■ Assignment ■
Set out exactly every line of the entries below, starting at the line that holds "filename src/api/types/mod.rs" and stopping after the line that holds "filename src/cli/hash_password/mod.rs".

(Beginning of Data provided)

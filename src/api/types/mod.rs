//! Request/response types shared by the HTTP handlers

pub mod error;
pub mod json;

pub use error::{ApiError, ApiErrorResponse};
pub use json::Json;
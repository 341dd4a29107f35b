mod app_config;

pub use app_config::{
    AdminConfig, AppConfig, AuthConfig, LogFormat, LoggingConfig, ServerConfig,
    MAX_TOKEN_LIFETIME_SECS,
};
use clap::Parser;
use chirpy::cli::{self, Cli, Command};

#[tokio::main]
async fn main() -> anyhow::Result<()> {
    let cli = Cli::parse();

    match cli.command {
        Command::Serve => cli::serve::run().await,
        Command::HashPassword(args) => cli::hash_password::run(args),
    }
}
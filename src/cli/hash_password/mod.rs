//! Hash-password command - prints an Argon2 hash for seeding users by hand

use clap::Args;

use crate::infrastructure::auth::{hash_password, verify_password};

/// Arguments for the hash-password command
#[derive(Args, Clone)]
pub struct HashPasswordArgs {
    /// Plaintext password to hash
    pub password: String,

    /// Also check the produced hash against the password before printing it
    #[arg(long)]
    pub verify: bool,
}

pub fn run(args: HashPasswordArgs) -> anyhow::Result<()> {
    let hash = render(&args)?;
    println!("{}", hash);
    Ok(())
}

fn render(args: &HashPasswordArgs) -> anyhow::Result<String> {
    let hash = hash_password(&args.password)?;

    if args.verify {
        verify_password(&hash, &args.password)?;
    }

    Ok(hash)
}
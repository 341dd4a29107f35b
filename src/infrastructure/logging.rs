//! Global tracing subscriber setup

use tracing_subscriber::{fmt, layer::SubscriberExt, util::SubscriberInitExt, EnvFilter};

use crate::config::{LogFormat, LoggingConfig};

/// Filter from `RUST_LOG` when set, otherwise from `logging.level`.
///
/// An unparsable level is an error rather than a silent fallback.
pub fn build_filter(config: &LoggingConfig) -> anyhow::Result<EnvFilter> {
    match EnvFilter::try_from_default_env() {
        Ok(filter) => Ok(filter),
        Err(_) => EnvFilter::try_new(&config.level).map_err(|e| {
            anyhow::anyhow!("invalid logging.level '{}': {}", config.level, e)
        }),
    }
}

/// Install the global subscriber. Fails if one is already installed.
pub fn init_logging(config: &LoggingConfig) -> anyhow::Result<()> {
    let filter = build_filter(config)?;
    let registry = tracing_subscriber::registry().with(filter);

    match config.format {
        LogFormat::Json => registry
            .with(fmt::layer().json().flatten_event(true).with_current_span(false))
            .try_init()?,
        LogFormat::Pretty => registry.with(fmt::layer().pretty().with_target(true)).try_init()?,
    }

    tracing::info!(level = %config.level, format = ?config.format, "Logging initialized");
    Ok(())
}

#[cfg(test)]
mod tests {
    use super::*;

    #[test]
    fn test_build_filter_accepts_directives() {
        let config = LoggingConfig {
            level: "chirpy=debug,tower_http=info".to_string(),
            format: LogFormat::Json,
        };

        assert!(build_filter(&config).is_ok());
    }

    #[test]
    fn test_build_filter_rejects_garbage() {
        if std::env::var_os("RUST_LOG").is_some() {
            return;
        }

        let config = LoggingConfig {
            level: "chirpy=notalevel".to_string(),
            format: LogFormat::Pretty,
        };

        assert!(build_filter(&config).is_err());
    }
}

(End of Data provided)
(Beginning of Data provided)

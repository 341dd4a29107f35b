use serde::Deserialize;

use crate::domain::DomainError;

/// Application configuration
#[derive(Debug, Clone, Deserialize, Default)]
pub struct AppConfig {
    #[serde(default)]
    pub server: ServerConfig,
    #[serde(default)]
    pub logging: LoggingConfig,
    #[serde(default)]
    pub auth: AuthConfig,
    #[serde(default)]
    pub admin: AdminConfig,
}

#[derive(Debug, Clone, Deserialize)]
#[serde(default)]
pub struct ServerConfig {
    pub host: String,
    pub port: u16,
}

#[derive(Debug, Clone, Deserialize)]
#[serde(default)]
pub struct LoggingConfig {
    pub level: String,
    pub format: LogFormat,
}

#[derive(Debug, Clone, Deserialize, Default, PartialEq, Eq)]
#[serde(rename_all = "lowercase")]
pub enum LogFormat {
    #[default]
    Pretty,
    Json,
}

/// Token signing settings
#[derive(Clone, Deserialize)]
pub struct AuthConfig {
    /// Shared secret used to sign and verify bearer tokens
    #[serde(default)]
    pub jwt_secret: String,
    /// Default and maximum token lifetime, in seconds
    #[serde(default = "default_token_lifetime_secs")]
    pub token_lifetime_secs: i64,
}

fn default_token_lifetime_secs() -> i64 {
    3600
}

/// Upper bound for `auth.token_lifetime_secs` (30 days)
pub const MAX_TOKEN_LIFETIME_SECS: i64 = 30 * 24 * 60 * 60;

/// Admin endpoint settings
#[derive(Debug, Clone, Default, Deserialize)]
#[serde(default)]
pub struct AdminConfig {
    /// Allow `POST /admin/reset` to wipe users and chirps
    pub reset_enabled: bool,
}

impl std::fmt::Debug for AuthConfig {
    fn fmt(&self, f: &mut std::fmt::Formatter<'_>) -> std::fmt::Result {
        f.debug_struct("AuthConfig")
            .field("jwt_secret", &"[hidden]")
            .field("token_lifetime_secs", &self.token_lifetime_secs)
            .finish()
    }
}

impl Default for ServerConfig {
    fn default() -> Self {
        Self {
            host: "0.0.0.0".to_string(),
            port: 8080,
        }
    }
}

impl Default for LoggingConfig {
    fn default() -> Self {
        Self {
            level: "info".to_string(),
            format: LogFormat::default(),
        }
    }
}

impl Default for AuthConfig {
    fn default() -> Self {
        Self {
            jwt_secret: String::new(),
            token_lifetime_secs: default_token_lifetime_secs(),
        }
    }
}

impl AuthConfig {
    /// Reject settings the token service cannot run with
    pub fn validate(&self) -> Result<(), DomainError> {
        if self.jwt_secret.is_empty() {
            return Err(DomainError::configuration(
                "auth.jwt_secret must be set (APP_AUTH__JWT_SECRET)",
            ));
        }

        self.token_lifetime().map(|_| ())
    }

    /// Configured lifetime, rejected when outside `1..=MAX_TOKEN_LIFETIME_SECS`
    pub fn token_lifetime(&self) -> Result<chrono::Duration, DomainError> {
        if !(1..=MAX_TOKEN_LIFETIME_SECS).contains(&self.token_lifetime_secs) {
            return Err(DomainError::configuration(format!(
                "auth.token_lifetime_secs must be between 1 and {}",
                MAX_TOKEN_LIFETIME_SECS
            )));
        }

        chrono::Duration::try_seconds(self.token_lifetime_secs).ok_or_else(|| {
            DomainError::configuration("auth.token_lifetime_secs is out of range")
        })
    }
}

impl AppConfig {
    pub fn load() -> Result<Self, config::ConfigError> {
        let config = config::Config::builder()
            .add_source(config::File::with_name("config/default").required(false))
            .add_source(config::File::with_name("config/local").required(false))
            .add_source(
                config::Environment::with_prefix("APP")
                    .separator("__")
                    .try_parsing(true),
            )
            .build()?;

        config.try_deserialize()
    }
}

(End of Data provided)

■ Written solution ■
filename src/api/types/mod.rs
//! Request/response types shared by the HTTP handlers

pub mod error;
pub mod json;

pub use error::{ApiError, ApiErrorResponse};
pub use json::Json;
repository 341dd4a29107f35b
mod app_config;

pub use app_config::{
    AdminConfig, AppConfig, AuthConfig, LogFormat, LoggingConfig, ServerConfig,
    MAX_TOKEN_LIFETIME_SECS,
};
use clap::Parser;
use chirpy::cli::{self, Cli, Command};

#[tokio::main]
async fn main() -> anyhow::Result<()> {
    let cli = Cli::parse();

    match cli.command {
        Command::Serve => cli::serve::run().await,
        Command::HashPassword(args) => cli::hash_password::run(args),
    }
}
filename src/cli/hash_password/mod.rs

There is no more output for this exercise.